Notably, the American Federation of Labor (AFL) boycotted both conferences. The AFL, led by vehemently anticommunist individuals, did not want to associate with Soviet trade unions. It was also not willing to join forces with the CIO, which broke away from the AFL in 1935 and was accused of weakening the labor movement in the US.

The WFTU's mission was to bring together trade unions across the world in a single international organization. When created, the WFTU represented the first time since 1919 that the division at international level between communist and non-communist labor movements had formally been bridged.
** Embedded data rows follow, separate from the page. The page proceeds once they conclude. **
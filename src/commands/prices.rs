// Copyright (c) 2025 Soumyadip Sarkar.
// All rights reserved.
//
// This source code is licensed under the license found in the
// LICENSE file in the root directory of this source tree.

use crate::models::GoldType;
use crate::utils::{http_client, pretty_table};
use anyhow::Result;
use chrono::{DateTime, Duration, Utc};
use rusqlite::{params, Connection};
use rust_decimal::Decimal;
use serde::Deserialize;

pub const FEED_SOURCE: &str = "truncgil";
pub const FALLBACK_SOURCE: &str = "fallback";

#[derive(Debug, Clone, PartialEq)]
pub struct Quote {
    pub gold_type: GoldType,
    pub price: Decimal,
    pub change_percent: Decimal,
    pub as_of: DateTime<Utc>,
    pub source: &'static str,
}

#[derive(Debug, Deserialize)]
struct FeedQuote {
    #[serde(rename = "Selling")]
    selling: f64,
    #[serde(rename = "Change", default)]
    change: f64,
}

#[derive(Debug, Deserialize)]
struct Feed {
    #[serde(rename = "GRA")]
    gram: Option<FeedQuote>,
    #[serde(rename = "CEYREKALTIN")]
    quarter: Option<FeedQuote>,
    #[serde(rename = "YARIMALTIN")]
    half: Option<FeedQuote>,
    #[serde(rename = "TAMALTIN")]
    full: Option<FeedQuote>,
}

/// Pulls current gold quotes from the Truncgil feed.
pub fn fetch_feed() -> Result<Vec<Quote>> {
    let client = http_client()?;
    let resp = client
        .get("https://finans.truncgil.com/v4/today.json")
        .send()?
        .error_for_status()?;
    let feed: Feed = resp.json()?;
    let now = Utc::now();

    let mut quotes = Vec::new();
    let pairs = [
        (GoldType::Gram, feed.gram),
        (GoldType::Quarter, feed.quarter),
        (GoldType::Half, feed.half),
        (GoldType::Full, feed.full),
    ];
    for (gt, q) in pairs {
        let Some(q) = q else { continue };
        let (Some(price), Some(change)) = (
            Decimal::from_f64_retain(q.selling),
            Decimal::from_f64_retain(q.change),
        ) else {
            continue;
        };
        quotes.push(Quote {
            gold_type: gt,
            price,
            change_percent: change,
            as_of: now,
            source: FEED_SOURCE,
        });
    }
    if quotes.is_empty() {
        anyhow::bail!("Feed returned no usable gold quotes");
    }
    Ok(quotes)
}

/// Fixed snapshot used when the feed is unreachable. The distinct source
/// label lets consumers flag degraded data.
pub fn fallback_quotes(now: DateTime<Utc>) -> Vec<Quote> {
    let entries = [
        (GoldType::Gram, Decimal::from(4500u32)),
        (GoldType::Quarter, Decimal::from(7400u32)),
        (GoldType::Half, Decimal::from(14800u32)),
        (GoldType::Full, Decimal::from(29600u32)),
    ];
    entries
        .into_iter()
        .map(|(gt, price)| Quote {
            gold_type: gt,
            price,
            change_percent: Decimal::ZERO,
            as_of: now,
            source: FALLBACK_SOURCE,
        })
        .collect()
}

/// TTL cache over the quote feed. Constructed and passed explicitly;
/// a failed refresh degrades to the fallback snapshot instead of erroring.
#[derive(Debug)]
pub struct QuoteCache {
    ttl: Duration,
    cached: Option<(DateTime<Utc>, Vec<Quote>)>,
}

impl QuoteCache {
    pub fn new(ttl: Duration) -> QuoteCache {
        QuoteCache { ttl, cached: None }
    }

    pub fn invalidate(&mut self) {
        self.cached = None;
    }

    pub fn get<F>(&mut self, now: DateTime<Utc>, fetch: F) -> Vec<Quote>
    where
        F: FnOnce() -> Result<Vec<Quote>>,
    {
        if let Some((at, quotes)) = &self.cached {
            if now - *at < self.ttl {
                return quotes.clone();
            }
        }
        let quotes = fetch().unwrap_or_else(|_| fallback_quotes(now));
        self.cached = Some((now, quotes.clone()));
        quotes
    }
}

/// Fetches quotes (fallback on failure) and stores a snapshot row per type.
pub fn refresh(conn: &Connection) -> Result<Vec<Quote>> {
    let mut cache = QuoteCache::new(Duration::minutes(5));
    let quotes = cache.get(Utc::now(), fetch_feed);
    store_quotes(conn, &quotes)?;
    Ok(quotes)
}

pub fn store_quotes(conn: &Connection, quotes: &[Quote]) -> Result<()> {
    for q in quotes {
        conn.execute(
            "INSERT INTO gold_prices(gold_type, price, change_percent, as_of, source)
             VALUES (?1, ?2, ?3, ?4, ?5)",
            params![
                q.gold_type.as_str(),
                q.price.to_string(),
                q.change_percent.to_string(),
                q.as_of.to_rfc3339(),
                q.source
            ],
        )?;
    }
    Ok(())
}

pub fn handle(conn: &Connection, m: &clap::ArgMatches) -> Result<()> {
    match m.subcommand() {
        Some(("fetch", _)) => {
            let quotes = refresh(conn)?;
            let degraded = quotes.iter().any(|q| q.source == FALLBACK_SOURCE);
            println!(
                "Stored {} quotes{}",
                quotes.len(),
                if degraded { " (fallback data)" } else { "" }
            );
        }
        Some(("list", _)) => list(conn)?,
        _ => {}
    }
    Ok(())
}

fn list(conn: &Connection) -> Result<()> {
    let mut stmt = conn.prepare(
        "SELECT gold_type, price, change_percent, as_of, source
         FROM gold_prices ORDER BY as_of DESC, id DESC LIMIT 50",
    )?;
    let rows = stmt.query_map([], |r| {
        Ok((
            r.get::<_, String>(0)?,
            r.get::<_, String>(1)?,
            r.get::<_, String>(2)?,
            r.get::<_, String>(3)?,
            r.get::<_, String>(4)?,
        ))
    })?;
    let mut data = Vec::new();
    for row in rows {
        let (gt, price, change, as_of, source) = row?;
        data.push(vec![gt, price, change, as_of, source]);
    }
    println!(
        "{}",
        pretty_table(&["Type", "Price", "Change %", "As Of", "Source"], data)
    );
    Ok(())
}
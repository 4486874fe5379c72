// Copyright (c) 2025 Soumyadip Sarkar.
// All rights reserved.
//
// This source code is licensed under the license found in the
// LICENSE file in the root directory of this source tree.

use crate::ledger::credit::CardState;
use crate::ledger::LedgerError;
use crate::models::{Account, AccountType, TxKind};
use crate::utils::{fmt_money, load_account, maybe_print_json, parse_date, parse_decimal, pretty_table};
use anyhow::{bail, Result};
use chrono::Utc;
use rusqlite::{params, Connection};
use serde_json::json;

pub const PAYMENT_CATEGORY: &str = "Credit Card Payment";

pub fn handle(conn: &mut Connection, m: &clap::ArgMatches) -> Result<()> {
    match m.subcommand() {
        Some(("status", sub)) => status(conn, sub)?,
        Some(("purchase", sub)) => purchase(conn, sub)?,
        Some(("pay", sub)) => pay(conn, sub)?,
        _ => {}
    }
    Ok(())
}

fn card_state(account: &Account) -> Result<CardState> {
    if account.kind != AccountType::Credit {
        bail!("Account '{}' is not a credit card", account.name);
    }
    Ok(CardState {
        limit: account.credit_limit,
        current_debt: account.current_debt,
        interest_rate: account.interest_rate,
        min_payment_rate: account.min_payment_rate,
    })
}

/// Writes the card's debt back, keeping the stored balance in its
/// `-current_debt` convention.
fn persist_card(conn: &Connection, account_id: i64, card: &CardState) -> Result<()> {
    conn.execute(
        "UPDATE accounts SET current_debt=?1, balance=?2 WHERE id=?3",
        params![
            card.current_debt.to_string(),
            (-card.current_debt).to_string(),
            account_id
        ],
    )?;
    Ok(())
}

fn status(conn: &Connection, sub: &clap::ArgMatches) -> Result<()> {
    let account = load_account(conn, sub.get_one::<String>("card").unwrap().trim())?;
    let card = card_state(&account)?;
    let tiers = card.tiers();

    if sub.get_flag("json") {
        let v = json!({
            "card": account.name,
            "limit": card.limit,
            "current_debt": card.current_debt,
            "available_limit": card.available_limit(),
            "minimum_payment": card.minimum_payment(),
            "monthly_interest": card.monthly_interest(false),
            "monthly_interest_overdue": card.monthly_interest(true),
            "regular_rate": tiers.regular,
            "overdue_rate": tiers.overdue,
            "statement_day": account.statement_day,
            "due_day": account.due_day,
        });
        maybe_print_json(true, false, &v)?;
        return Ok(());
    }

    let ccy = &account.currency;
    let rows = vec![
        vec!["Limit".into(), fmt_money(&card.limit, ccy)],
        vec!["Current debt".into(), fmt_money(&card.current_debt, ccy)],
        vec!["Available limit".into(), fmt_money(&card.available_limit(), ccy)],
        vec!["Minimum payment".into(), fmt_money(&card.minimum_payment(), ccy)],
        vec![
            format!("Monthly interest ({}%)", tiers.regular),
            fmt_money(&card.monthly_interest(false), ccy),
        ],
        vec![
            format!("Overdue interest ({}%)", tiers.overdue),
            fmt_money(&card.monthly_interest(true), ccy),
        ],
    ];
    println!("{}", pretty_table(&[account.name.as_str(), "Value"], rows));
    Ok(())
}

fn purchase(conn: &mut Connection, sub: &clap::ArgMatches) -> Result<()> {
    let account = load_account(conn, sub.get_one::<String>("card").unwrap().trim())?;
    let amount = parse_decimal(sub.get_one::<String>("amount").unwrap().trim())?;
    let category = sub.get_one::<String>("category").map(|s| s.to_string());
    let note = sub.get_one::<String>("note").map(|s| s.to_string());
    let date = match sub.get_one::<String>("date") {
        Some(raw) => parse_date(raw.trim())?,
        None => Utc::now().date_naive(),
    };

    let mut card = card_state(&account)?;
    card.apply_purchase(amount)?;

    let tx = conn.transaction()?;
    persist_card(&tx, account.id, &card)?;
    tx.execute(
        "INSERT INTO transactions(date, account_id, kind, amount, category, description)
         VALUES (?1, ?2, ?3, ?4, ?5, ?6)",
        params![
            date.to_string(),
            account.id,
            TxKind::Expense.as_str(),
            amount.to_string(),
            category,
            note
        ],
    )?;
    tx.commit()?;

    println!(
        "Charged {} to '{}' (debt {}, available {})",
        fmt_money(&amount, &account.currency),
        account.name,
        card.current_debt.round_dp(2),
        card.available_limit().round_dp(2)
    );
    Ok(())
}

fn pay(conn: &mut Connection, sub: &clap::ArgMatches) -> Result<()> {
    let account = load_account(conn, sub.get_one::<String>("card").unwrap().trim())?;
    let source = load_account(conn, sub.get_one::<String>("from").unwrap().trim())?;
    let date = match sub.get_one::<String>("date") {
        Some(raw) => parse_date(raw.trim())?,
        None => Utc::now().date_naive(),
    };

    let mut card = card_state(&account)?;
    if !source.kind.accepts_postings() {
        bail!(
            "Source account '{}' ({}) cannot fund a payment",
            source.name,
            source.kind
        );
    }

    let pay_full = sub.get_flag("full");
    let pay_min = sub.get_flag("min");
    let amount = if pay_full {
        card.current_debt
    } else if pay_min {
        card.minimum_payment()
    } else {
        match sub.get_one::<String>("amount") {
            Some(raw) => parse_decimal(raw.trim())?,
            None => bail!("Provide --amount, --full, or --min"),
        }
    };

    // Advisory only: a below-minimum partial payment is accepted, the
    // card will accrue interest on the rest.
    if !pay_full && !pay_min && amount < card.minimum_payment() && amount < card.current_debt {
        eprintln!(
            "warning: {} is below the minimum payment {}; interest may apply",
            amount.round_dp(2),
            card.minimum_payment().round_dp(2)
        );
    }

    // All validation up front; nothing is written until every check
    // passes. Overpayment is checked before the funds check.
    card.apply_payment(amount)?;
    if amount > source.balance {
        return Err(LedgerError::InsufficientFunds {
            required: amount,
            available: source.balance,
        }
        .into());
    }
    let new_source_balance = source.balance - amount;

    let tx = conn.transaction()?;
    tx.execute(
        "UPDATE accounts SET balance=?1 WHERE id=?2",
        params![new_source_balance.to_string(), source.id],
    )?;
    persist_card(&tx, account.id, &card)?;
    tx.execute(
        "INSERT INTO transactions(date, account_id, kind, amount, category, description)
         VALUES (?1, ?2, ?3, ?4, ?5, ?6)",
        params![
            date.to_string(),
            source.id,
            TxKind::Expense.as_str(),
            amount.to_string(),
            PAYMENT_CATEGORY,
            format!("Payment to '{}'", account.name)
        ],
    )?;
    tx.commit()?;

    println!(
        "Paid {} to '{}' from '{}' (debt {}, source balance {})",
        fmt_money(&amount, &account.currency),
        account.name,
        source.name,
        card.current_debt.round_dp(2),
        new_source_balance.round_dp(2)
    );
    Ok(())
}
After a number of Western trade unions left it in 1949, as a result of disputes over support for the Marshall Plan, to form the International Confederation of Free Trade Unions (ICFTU), the WFTU was made up primarily of unions affiliated with or allegedly sympathetic to communist parties. In the context of the Cold War, the WFTU was often portrayed in the West as a Soviet front organization. A number of those unions, including those from Yugoslavia and China, left later when their governments had ideological differences with the Soviet Union.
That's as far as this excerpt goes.